Chamber Symphony in F for Strings and Winds

The Third String Quartet of Shostakovich shares the neo-Classical bent of his Ninth Symphony, composed a year earlier. The balanced, Mozartean phrases of their opening movements sound as odd as can be for music emerging from the ruins of World War II, when Soviet artists of the era were on the steps of another round of bureaucratic abuse. The string quartet shares a few other traits with the symphony, including a doleful movement and another cast as an unhinged dance. They both have five movements, which Shostakovich’s son Maxim claimed was reserved for his “greatest and most serious compositions.”

Shostakovich completed the string quartet in August 1946, at his state-supplied dacha in Komarova, a small town that was a popular spot for summer vacations. It starts with a carefree, jaunty theme, which gives way to a darker melody that wanders seemingly aimlessly before being sliced off midstream. The quartet largely keeps with Classical-era formality, ending with a properly strong cadence. The second movement opens up new territory with a motorically rising accompaniment, providing support for a jagged melody. Shostakovich’s tone is stern and angry, but the sort of anger that keeps its actions in check.
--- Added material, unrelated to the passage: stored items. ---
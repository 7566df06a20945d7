// Copyright (c) 2025, The Ruskit Authors
// MIT License
// All rights reserved.

//! # Queue Definitions
//!
//! Builder-style descriptions of queues and queue bindings. Queue definitions
//! carry the dead-letter wiring (`x-dead-letter-exchange`,
//! `x-dead-letter-routing-key`), message TTL and header preservation used by the
//! stream topology. Arguments are rendered the same way every time so that a
//! redeclaration is always equivalent to the first declaration.

use lapin::{
    options::QueueDeclareOptions,
    types::{AMQPValue, FieldTable, LongInt, LongString, ShortString},
};
use std::collections::BTreeMap;

/// Constant for the argument used to specify a dead letter exchange
pub const AMQP_HEADERS_DEAD_LETTER_EXCHANGE: &str = "x-dead-letter-exchange";
/// Constant for the argument used to specify a dead letter routing key
pub const AMQP_HEADERS_DEAD_LETTER_ROUTING_KEY: &str = "x-dead-letter-routing-key";
/// Constant for the argument used to specify message TTL
pub const AMQP_HEADERS_MESSAGE_TTL: &str = "x-message-ttl";
/// Constant for the argument asking the broker to keep headers on dead-lettering
pub const AMQP_HEADERS_PRESERVED: &str = "x-headers-preserved";

/// Definition of a queue with its declaration flags and arguments.
#[derive(Debug, Clone, Default, PartialEq, Eq)]
pub struct QueueDefinition {
    pub(crate) name: String,
    pub(crate) durable: bool,
    pub(crate) ttl: Option<i32>,
    pub(crate) dead_letter_exchange: Option<String>,
    pub(crate) dead_letter_routing_key: Option<String>,
    pub(crate) preserve_headers: bool,
}

impl QueueDefinition {
    /// Creates a new queue definition with the given name.
    ///
    /// By default, the queue is non-durable and has no arguments.
    ///
    /// # Parameters
    /// * `name` - The name of the queue
    pub fn new(name: &str) -> QueueDefinition {
        QueueDefinition {
            name: name.to_owned(),
            ..Default::default()
        }
    }

    /// Makes the queue durable, persisting across broker restarts.
    pub fn durable(mut self) -> Self {
        self.durable = true;
        self
    }

    /// Sets the message Time-To-Live (TTL) for the queue.
    ///
    /// # Parameters
    /// * `ttl` - TTL in milliseconds
    pub fn ttl(mut self, ttl: i32) -> Self {
        self.ttl = Some(ttl);
        self
    }

    /// Routes rejected and expired messages to `exchange` with `routing_key`.
    ///
    /// # Parameters
    /// * `exchange` - The dead-letter exchange
    /// * `routing_key` - The key used when dead-lettering, `None` keeps the original key
    pub fn dead_letter(mut self, exchange: &str, routing_key: Option<&str>) -> Self {
        self.dead_letter_exchange = Some(exchange.to_owned());
        self.dead_letter_routing_key = routing_key.map(ToOwned::to_owned);
        self
    }

    /// Keeps message headers intact when messages leave this queue.
    pub fn preserve_headers(mut self) -> Self {
        self.preserve_headers = true;
        self
    }

    pub fn name(&self) -> &str {
        &self.name
    }

    pub fn is_durable(&self) -> bool {
        self.durable
    }

    pub(crate) fn options(&self) -> QueueDeclareOptions {
        QueueDeclareOptions {
            passive: false,
            durable: self.durable,
            exclusive: false,
            auto_delete: false,
            nowait: false,
        }
    }

    /// Renders the `x-*` declaration arguments of this queue.
    pub fn arguments(&self) -> FieldTable {
        let mut args = BTreeMap::<ShortString, AMQPValue>::new();

        if self.preserve_headers {
            args.insert(
                ShortString::from(AMQP_HEADERS_PRESERVED),
                AMQPValue::Boolean(true),
            );
        }

        if let Some(exchange) = &self.dead_letter_exchange {
            args.insert(
                ShortString::from(AMQP_HEADERS_DEAD_LETTER_EXCHANGE),
                AMQPValue::LongString(LongString::from(exchange.as_str())),
            );
        }

        if let Some(key) = &self.dead_letter_routing_key {
            args.insert(
                ShortString::from(AMQP_HEADERS_DEAD_LETTER_ROUTING_KEY),
                AMQPValue::LongString(LongString::from(key.as_str())),
            );
        }

        if let Some(ttl) = self.ttl {
            args.insert(
                ShortString::from(AMQP_HEADERS_MESSAGE_TTL),
                AMQPValue::LongInt(LongInt::from(ttl)),
            );
        }

        FieldTable::from(args)
    }
}

/// Binding of a queue to an exchange.
#[derive(Debug, Clone, PartialEq, Eq, PartialOrd, Ord)]
pub struct QueueBinding {
    pub(crate) queue_name: String,
    pub(crate) exchange_name: String,
    pub(crate) routing_key: String,
}

impl QueueBinding {
    /// Creates a new binding for the given queue.
    ///
    /// The exchange name and routing key start empty and are set with the
    /// `exchange` and `routing_key` methods.
    pub fn new(queue: &str) -> QueueBinding {
        QueueBinding {
            queue_name: queue.to_owned(),
            exchange_name: String::new(),
            routing_key: String::new(),
        }
    }

    /// Sets the exchange to bind the queue to.
    pub fn exchange(mut self, exchange: &str) -> Self {
        self.exchange_name = exchange.to_owned();
        self
    }

    /// Sets the routing key for the binding.
    pub fn routing_key(mut self, key: &str) -> Self {
        self.routing_key = key.to_owned();
        self
    }

    pub fn queue_name(&self) -> &str {
        &self.queue_name
    }

    pub fn exchange_name(&self) -> &str {
        &self.exchange_name
    }

    pub fn key(&self) -> &str {
        &self.routing_key
    }
}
The third movement boils over with slashing chords at the outset, followed by one of Shostakovich’s macabre minor-key dances. The fourth is a series of mournful passages, each with its own melancholy sound. Mystery pervades the final movement, as the searching melodies pass around each other slowly. The mystery isn’t dispelled by the end, as a high violin drifts away, far above a placid accompaniment. According to the violist who gave the quartet’s premiere, the Beethoven Quartet’s Fyodor Druzhinin, this quartet led to one of Shostakovich’s rare public displays of emotion for his own music: “When we finished playing, he sat quite still in silence like a wounded bird, tears streaming down his face.”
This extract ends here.